***** Material for this exercise
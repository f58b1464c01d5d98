//! Analysis task lifecycle and comments over the in-memory store.

mod common;

use papergraph_common::{PaperGraphError, TaskStatus};
use papergraph_domains::analysis::MAX_ACTIVE_TASKS;

use common::{completed_task, document, setup};

#[tokio::test]
async fn completion_records_result_stats_and_badge() {
    let (_, services) = setup().await;
    let task = services.tasks.create(1, 77).await.unwrap();
    assert_eq!(task.status, TaskStatus::InProgress);

    let done = services
        .tasks
        .complete(task.id, &document("Attention Is All You Need", 4))
        .await
        .unwrap();
    assert_eq!(done.status, TaskStatus::Completed);
    assert!(done.finished_at.is_some());
    assert_eq!(done.suggest_score, 28);

    let result = services.tasks.get_result(task.id).await.unwrap().unwrap();
    assert_eq!(
        result.content["basicInfo"]["title"],
        "Attention Is All You Need"
    );

    let stats = services.stats.get_or_create(1).await.unwrap();
    assert_eq!(stats.analysis_count, 1);
    assert_eq!(stats.public_analysis_count, 0);

    let badges = services.badges.get_user_badges(1).await.unwrap();
    assert_eq!(badges.len(), 1);
    assert_eq!(badges[0].badge_type, "first_analysis");
}

#[tokio::test]
async fn only_in_progress_tasks_transition() {
    let (_, services) = setup().await;
    let task_id = completed_task(&services, 1, 3, false).await;

    let err = services
        .tasks
        .complete(task_id, &document("again", 3))
        .await
        .unwrap_err();
    assert!(matches!(err, PaperGraphError::Validation(_)));
    assert!(matches!(
        services.tasks.fail(task_id).await.unwrap_err(),
        PaperGraphError::Validation(_)
    ));
    assert_eq!(services.stats.get_or_create(1).await.unwrap().analysis_count, 1);

    let failing = services.tasks.create(1, 8).await.unwrap();
    let failed = services.tasks.fail(failing.id).await.unwrap();
    assert_eq!(failed.status, TaskStatus::Failed);
    assert!(services.tasks.get(999).await.unwrap_err().is_not_found());
}

#[tokio::test]
async fn invalid_document_is_rejected_before_writing() {
    let (_, services) = setup().await;
    let task = services.tasks.create(1, 1).await.unwrap();

    let err = services
        .tasks
        .complete(task.id, &document("bad", 9))
        .await
        .unwrap_err();
    assert!(matches!(err, PaperGraphError::Validation(_)));
    assert_eq!(
        services.tasks.get(task.id).await.unwrap().status,
        TaskStatus::InProgress
    );
    assert!(services.tasks.get_result(task.id).await.unwrap().is_none());
}

#[tokio::test]
async fn public_flag_is_owner_only_and_drives_public_count() {
    let (_, services) = setup().await;
    let task_id = completed_task(&services, 1, 3, false).await;

    let err = services.tasks.set_public(2, task_id, true).await.unwrap_err();
    assert!(matches!(err, PaperGraphError::Forbidden(_)));

    services.tasks.set_public(1, task_id, true).await.unwrap();
    services.tasks.set_public(1, task_id, true).await.unwrap();
    assert_eq!(
        services.stats.get_or_create(1).await.unwrap().public_analysis_count,
        1
    );

    services.tasks.set_public(1, task_id, false).await.unwrap();
    assert_eq!(
        services.stats.get_or_create(1).await.unwrap().public_analysis_count,
        0
    );
}

#[tokio::test]
async fn public_before_completion_counts_on_completion() {
    let (_, services) = setup().await;
    completed_task(&services, 1, 3, true).await;
    let stats = services.stats.get_or_create(1).await.unwrap();
    assert_eq!(stats.analysis_count, 1);
    assert_eq!(stats.public_analysis_count, 1);
}

#[tokio::test]
async fn active_tasks_are_capped() {
    let (_, services) = setup().await;
    let mut created = Vec::new();
    for paper in 0..3 {
        created.push(services.tasks.create(1, paper).await.unwrap().id);
    }
    completed_task(&services, 1, 3, false).await;

    let active = services.tasks.get_active_tasks(1).await.unwrap();
    assert_eq!(active.len() as i64, MAX_ACTIVE_TASKS);
    let ids: Vec<i64> = active.iter().map(|t| t.id).collect();
    assert_eq!(ids, vec![created[2], created[1]]);

    let all = services
        .tasks
        .get_user_tasks(1, papergraph_common::Page::default())
        .await
        .unwrap();
    assert_eq!(all.len(), 4);
}

#[tokio::test]
async fn comments_thread_and_count() {
    let (_, services) = setup().await;
    let task_id = completed_task(&services, 1, 3, true).await;

    let root = services
        .comments
        .add(2, task_id, "  Solid methodology  ", None)
        .await
        .unwrap();
    assert_eq!(root.content, "Solid methodology");
    let reply = services
        .comments
        .add(1, task_id, "Thanks", Some(root.id))
        .await
        .unwrap();
    assert_eq!(reply.parent_id, Some(root.id));

    let listed: Vec<i64> = services
        .comments
        .list(task_id)
        .await
        .unwrap()
        .iter()
        .map(|c| c.id)
        .collect();
    assert_eq!(listed, vec![root.id, reply.id]);
    assert_eq!(services.stats.get_or_create(2).await.unwrap().comment_count, 1);
}

#[tokio::test]
async fn comment_validation() {
    let (_, services) = setup().await;
    let task_id = completed_task(&services, 1, 3, true).await;
    let other_task = completed_task(&services, 1, 3, true).await;
    let elsewhere = services
        .comments
        .add(2, other_task, "hi", None)
        .await
        .unwrap();

    let err = services.comments.add(2, task_id, "   ", None).await.unwrap_err();
    assert!(matches!(err, PaperGraphError::Validation(_)));
    assert!(services
        .comments
        .add(2, 999, "hello", None)
        .await
        .unwrap_err()
        .is_not_found());
    assert!(services
        .comments
        .add(2, task_id, "reply", Some(elsewhere.id))
        .await
        .unwrap_err()
        .is_not_found());
    assert!(services.comments.list(task_id).await.unwrap().is_empty());
}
**********
> _Assignment_: Everything in the data must be repeated exactly; leave no line out.

> _Answer to the exercise_:
repository f58b1464c01d5d98
//! Analysis task lifecycle and comments over the in-memory store.

mod common;

use papergraph_common::{PaperGraphError, TaskStatus};
use papergraph_domains::analysis::MAX_ACTIVE_TASKS;

use common::{completed_task, document, setup};

#[tokio::test]
async fn completion_records_result_stats_and_badge() {
    let (_, services) = setup().await;
    let task = services.tasks.create(1, 77).await.unwrap();
    assert_eq!(task.status, TaskStatus::InProgress);

    let done = services
        .tasks
        .complete(task.id, &document("Attention Is All You Need", 4))
        .await
        .unwrap();
    assert_eq!(done.status, TaskStatus::Completed);
    assert!(done.finished_at.is_some());
    assert_eq!(done.suggest_score, 28);

    let result = services.tasks.get_result(task.id).await.unwrap().unwrap();
    assert_eq!(
        result.content["basicInfo"]["title"],
        "Attention Is All You Need"
    );

    let stats = services.stats.get_or_create(1).await.unwrap();
    assert_eq!(stats.analysis_count, 1);
    assert_eq!(stats.public_analysis_count, 0);

    let badges = services.badges.get_user_badges(1).await.unwrap();
    assert_eq!(badges.len(), 1);
    assert_eq!(badges[0].badge_type, "first_analysis");
}

#[tokio::test]
async fn only_in_progress_tasks_transition() {
    let (_, services) = setup().await;
    let task_id = completed_task(&services, 1, 3, false).await;

    let err = services
        .tasks
        .complete(task_id, &document("again", 3))
        .await
        .unwrap_err();
    assert!(matches!(err, PaperGraphError::Validation(_)));
    assert!(matches!(
        services.tasks.fail(task_id).await.unwrap_err(),
        PaperGraphError::Validation(_)
    ));
    assert_eq!(services.stats.get_or_create(1).await.unwrap().analysis_count, 1);

    let failing = services.tasks.create(1, 8).await.unwrap();
    let failed = services.tasks.fail(failing.id).await.unwrap();
    assert_eq!(failed.status, TaskStatus::Failed);
    assert!(services.tasks.get(999).await.unwrap_err().is_not_found());
}

#[tokio::test]
async fn invalid_document_is_rejected_before_writing() {
    let (_, services) = setup().await;
    let task = services.tasks.create(1, 1).await.unwrap();

    let err = services
        .tasks
        .complete(task.id, &document("bad", 9))
        .await
        .unwrap_err();
    assert!(matches!(err, PaperGraphError::Validation(_)));
    assert_eq!(
        services.tasks.get(task.id).await.unwrap().status,
        TaskStatus::InProgress
    );
    assert!(services.tasks.get_result(task.id).await.unwrap().is_none());
}

#[tokio::test]
async fn public_flag_is_owner_only_and_drives_public_count() {
    let (_, services) = setup().await;
    let task_id = completed_task(&services, 1, 3, false).await;

    let err = services.tasks.set_public(2, task_id, true).await.unwrap_err();
    assert!(matches!(err, PaperGraphError::Forbidden(_)));

    services.tasks.set_public(1, task_id, true).await.unwrap();
    services.tasks.set_public(1, task_id, true).await.unwrap();
    assert_eq!(
        services.stats.get_or_create(1).await.unwrap().public_analysis_count,
        1
    );

    services.tasks.set_public(1, task_id, false).await.unwrap();
    assert_eq!(
        services.stats.get_or_create(1).await.unwrap().public_analysis_count,
        0
    );
}

#[tokio::test]
async fn public_before_completion_counts_on_completion() {
    let (_, services) = setup().await;
    completed_task(&services, 1, 3, true).await;
    let stats = services.stats.get_or_create(1).await.unwrap();
    assert_eq!(stats.analysis_count, 1);
    assert_eq!(stats.public_analysis_count, 1);
}

#[tokio::test]
async fn active_tasks_are_capped() {
    let (_, services) = setup().await;
    let mut created = Vec::new();
    for paper in 0..3 {
        created.push(services.tasks.create(1, paper).await.unwrap().id);
    }
    completed_task(&services, 1, 3, false).await;

    let active = services.tasks.get_active_tasks(1).await.unwrap();
    assert_eq!(active.len() as i64, MAX_ACTIVE_TASKS);
    let ids: Vec<i64> = active.iter().map(|t| t.id).collect();
    assert_eq!(ids, vec![created[2], created[1]]);

    let all = services
        .tasks
        .get_user_tasks(1, papergraph_common::Page::default())
        .await
        .unwrap();
    assert_eq!(all.len(), 4);
}

#[tokio::test]
async fn comments_thread_and_count() {
    let (_, services) = setup().await;
    let task_id = completed_task(&services, 1, 3, true).await;

    let root = services
        .comments
        .add(2, task_id, "  Solid methodology  ", None)
        .await
        .unwrap();
    assert_eq!(root.content, "Solid methodology");
    let reply = services
        .comments
        .add(1, task_id, "Thanks", Some(root.id))
        .await
        .unwrap();
    assert_eq!(reply.parent_id, Some(root.id));

    let listed: Vec<i64> = services
        .comments
        .list(task_id)
        .await
        .unwrap()
        .iter()
        .map(|c| c.id)
        .collect();
    assert_eq!(listed, vec![root.id, reply.id]);
    assert_eq!(services.stats.get_or_create(2).await.unwrap().comment_count, 1);
}

#[tokio::test]
async fn comment_validation() {
    let (_, services) = setup().await;
    let task_id = completed_task(&services, 1, 3, true).await;
    let other_task = completed_task(&services, 1, 3, true).await;
    let elsewhere = services
        .comments
        .add(2, other_task, "hi", None)
        .await
        .unwrap();

    let err = services.comments.add(2, task_id, "   ", None).await.unwrap_err();
    assert!(matches!(err, PaperGraphError::Validation(_)));
    assert!(services
        .comments
        .add(2, 999, "hello", None)
        .await
        .unwrap_err()
        .is_not_found());
    assert!(services
        .comments
        .add(2, task_id, "reply", Some(elsewhere.id))
        .await
        .unwrap_err()
        .is_not_found());
    assert!(services.comments.list(task_id).await.unwrap().is_empty());
}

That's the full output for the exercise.